Doğu Avrupa ve Akdeniz bölgelerinde geniş kömür yataklarına sahip tek ülke olan Türkiye, taş ve linyit kömürünü tanıtmak, kömür çıkarma makine ve vasıtalarını tanıtmak ve geliştirmek, kömürden elde edilen ürünleri göstermek amacındaydı.
Türkiye’nin uluslararası çapta yaptığı ilk sergi olan ve İktisat Vekili Celal Bayar imzasını taşıyan Beynelmilel Kömür Sergisi, Ankara Sergievi’nde 23 Nisan-23 Mayıs 1937 tarihleri arasında açık kaldı.
Başvekil İsmet İnönü ile İktisat Vekili Celal Bayar’ın katıldığı açılış törenine bakanlar, milletvekilleri, büyükelçiler ve geniş halk kitlesi iştirak etti.

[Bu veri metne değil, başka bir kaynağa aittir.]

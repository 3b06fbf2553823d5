use std::collections::HashMap;
use std::sync::Arc;

use argon2::{Algorithm, Argon2, Params, PasswordHasher, PasswordVerifier, Version};
use async_trait::async_trait;
use base64::Engine;
use parking_lot::Mutex;
use password_hash::{PasswordHash, SaltString};
use tokio::sync::mpsc;
use tracing::{debug, info};

use super::principal::Identity;
use crate::error::IdentityError;

type CancelFn = Box<dyn FnOnce() + Send>;

/// Stream of identity changes. Yields the provider's current identity first, then every change.
pub struct IdentityFeed {
    events: mpsc::UnboundedReceiver<Option<Identity>>,
    cancel: Option<CancelFn>,
}

impl IdentityFeed {
    pub fn new(events: mpsc::UnboundedReceiver<Option<Identity>>, cancel: impl FnOnce() + Send + 'static) -> Self {
        Self { events, cancel: Some(Box::new(cancel)) }
    }

    /// `None` once the provider has gone away; `Some(None)` means signed out.
    pub async fn next(&mut self) -> Option<Option<Identity>> { self.events.recv().await }

    pub fn unsubscribe(&mut self) {
        if let Some(cancel) = self.cancel.take() {
            cancel();
        }
        self.events.close();
    }
}

impl Drop for IdentityFeed {
    fn drop(&mut self) { self.unsubscribe(); }
}

/// Capability interface of the external identity provider.
#[async_trait]
pub trait IdentityProvider: Send + Sync {
    async fn sign_in(&self, email: &str, secret: &str) -> Result<Identity, IdentityError>;
    /// Create an account and sign it in.
    async fn sign_up(&self, email: &str, secret: &str) -> Result<Identity, IdentityError>;
    async fn sign_out(&self) -> Result<(), IdentityError>;
    fn on_change(&self) -> IdentityFeed;
}

pub type SharedIdentityProvider = Arc<dyn IdentityProvider>;

fn gen_id() -> String {
    // 168-bit random id, base64url without padding (28 chars)
    let mut buf = [0u8; 21];
    let _ = getrandom::getrandom(&mut buf);
    base64::engine::general_purpose::URL_SAFE_NO_PAD.encode(buf)
}

// Interactive-login cost profile: 8 MiB, 2 passes.
fn hasher() -> Argon2<'static> {
    match Params::new(8 * 1024, 2, 1, None) {
        Ok(params) => Argon2::new(Algorithm::Argon2id, Version::V0x13, params),
        Err(_) => Argon2::default(),
    }
}

fn hash_password(password: &str) -> Option<String> {
    let mut salt_bytes = [0u8; 16];
    getrandom::getrandom(&mut salt_bytes).ok()?;
    let salt = SaltString::encode_b64(&salt_bytes).ok()?;
    hasher().hash_password(password.as_bytes(), &salt).ok().map(|h| h.to_string())
}

fn verify_password(hash: &str, password: &str) -> bool {
    if let Ok(parsed) = PasswordHash::new(hash) {
        hasher().verify_password(password.as_bytes(), &parsed).is_ok()
    } else {
        false
    }
}

struct Account {
    identity: Identity,
    phc: String,
}

struct Inner {
    /// lowercased email -> account
    accounts: HashMap<String, Account>,
    current: Option<Identity>,
    listeners: HashMap<u64, mpsc::UnboundedSender<Option<Identity>>>,
    next_listener: u64,
    online: bool,
}

impl Default for Inner {
    fn default() -> Self {
        Self { accounts: HashMap::new(), current: None, listeners: HashMap::new(), next_listener: 0, online: true }
    }
}

impl Inner {
    fn emit(&mut self) {
        let current = self.current.clone();
        self.listeners.retain(|_, tx| tx.send(current.clone()).is_ok());
    }
}

/// In-process identity provider with Argon2-hashed secrets.
#[derive(Clone, Default)]
pub struct LocalIdentityProvider {
    inner: Arc<Mutex<Inner>>,
}

impl LocalIdentityProvider {
    pub fn new() -> Self { Self::default() }

    /// Simulate network loss. While offline every call fails with `NetworkUnavailable`.
    pub fn set_online(&self, online: bool) { self.inner.lock().online = online; }

    /// Register an account without signing it in.
    pub fn seed_account(&self, email: &str, secret: &str) -> Result<Identity, IdentityError> {
        let mut g = self.inner.lock();
        Self::create_account(&mut g, email, secret)
    }

    pub fn current(&self) -> Option<Identity> { self.inner.lock().current.clone() }

    pub fn listener_count(&self) -> usize { self.inner.lock().listeners.len() }

    fn create_account(g: &mut Inner, email: &str, secret: &str) -> Result<Identity, IdentityError> {
        let key = email.trim().to_ascii_lowercase();
        if key.is_empty() || secret.is_empty() {
            return Err(IdentityError::InvalidCredentials);
        }
        if g.accounts.contains_key(&key) {
            return Err(IdentityError::AccountExists(email.trim().to_string()));
        }
        let phc = hash_password(secret).ok_or(IdentityError::InvalidCredentials)?;
        let identity = Identity::new(gen_id(), email.trim());
        g.accounts.insert(key, Account { identity: identity.clone(), phc });
        debug!(target: "clinic::identity", "account created id={}", identity.id);
        Ok(identity)
    }
}

#[async_trait]
impl IdentityProvider for LocalIdentityProvider {
    async fn sign_in(&self, email: &str, secret: &str) -> Result<Identity, IdentityError> {
        let mut g = self.inner.lock();
        if !g.online {
            return Err(IdentityError::NetworkUnavailable);
        }
        let key = email.trim().to_ascii_lowercase();
        let identity = match g.accounts.get(&key) {
            Some(acct) if verify_password(&acct.phc, secret) => acct.identity.clone(),
            _ => return Err(IdentityError::InvalidCredentials),
        };
        g.current = Some(identity.clone());
        g.emit();
        info!(target: "clinic::identity", "sign_in id={}", identity.id);
        Ok(identity)
    }

    async fn sign_up(&self, email: &str, secret: &str) -> Result<Identity, IdentityError> {
        let mut g = self.inner.lock();
        if !g.online {
            return Err(IdentityError::NetworkUnavailable);
        }
        let identity = Self::create_account(&mut g, email, secret)?;
        g.current = Some(identity.clone());
        g.emit();
        info!(target: "clinic::identity", "sign_up id={}", identity.id);
        Ok(identity)
    }

    async fn sign_out(&self) -> Result<(), IdentityError> {
        let mut g = self.inner.lock();
        if !g.online {
            return Err(IdentityError::NetworkUnavailable);
        }
        if g.current.take().is_some() {
            g.emit();
        }
        info!(target: "clinic::identity", "sign_out");
        Ok(())
    }

    fn on_change(&self) -> IdentityFeed {
        let (tx, rx) = mpsc::unbounded_channel();
        let id = {
            let mut g = self.inner.lock();
            let id = g.next_listener;
            g.next_listener += 1;
            let _ = tx.send(g.current.clone());
            g.listeners.insert(id, tx);
            id
        };
        let weak = Arc::downgrade(&self.inner);
        IdentityFeed::new(rx, move || {
            if let Some(inner) = weak.upgrade() {
                inner.lock().listeners.remove(&id);
            }
        })
    }
}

Başvekil İnönü’nün açılış konuşması radyodan canlı verildi.
Türk şirketlerinin yanı sıra 12 ülkeden 56 firma katıldı. Buna göre Almanya’dan 29 firma; Avusturya’dan yedi firma; ABD’den beş; İngiltere’den üç; Belçika, Çekoslovak, Fransa ve Yunanistan’dan ikişer firma; Hollanda, İtalya, Macaristan ve Yugoslavya’dan birer firma sergide ürünlerini teşhir etti.
En büyük alanı ise Maden Tetkik Arama Enstitüsü işgal etti.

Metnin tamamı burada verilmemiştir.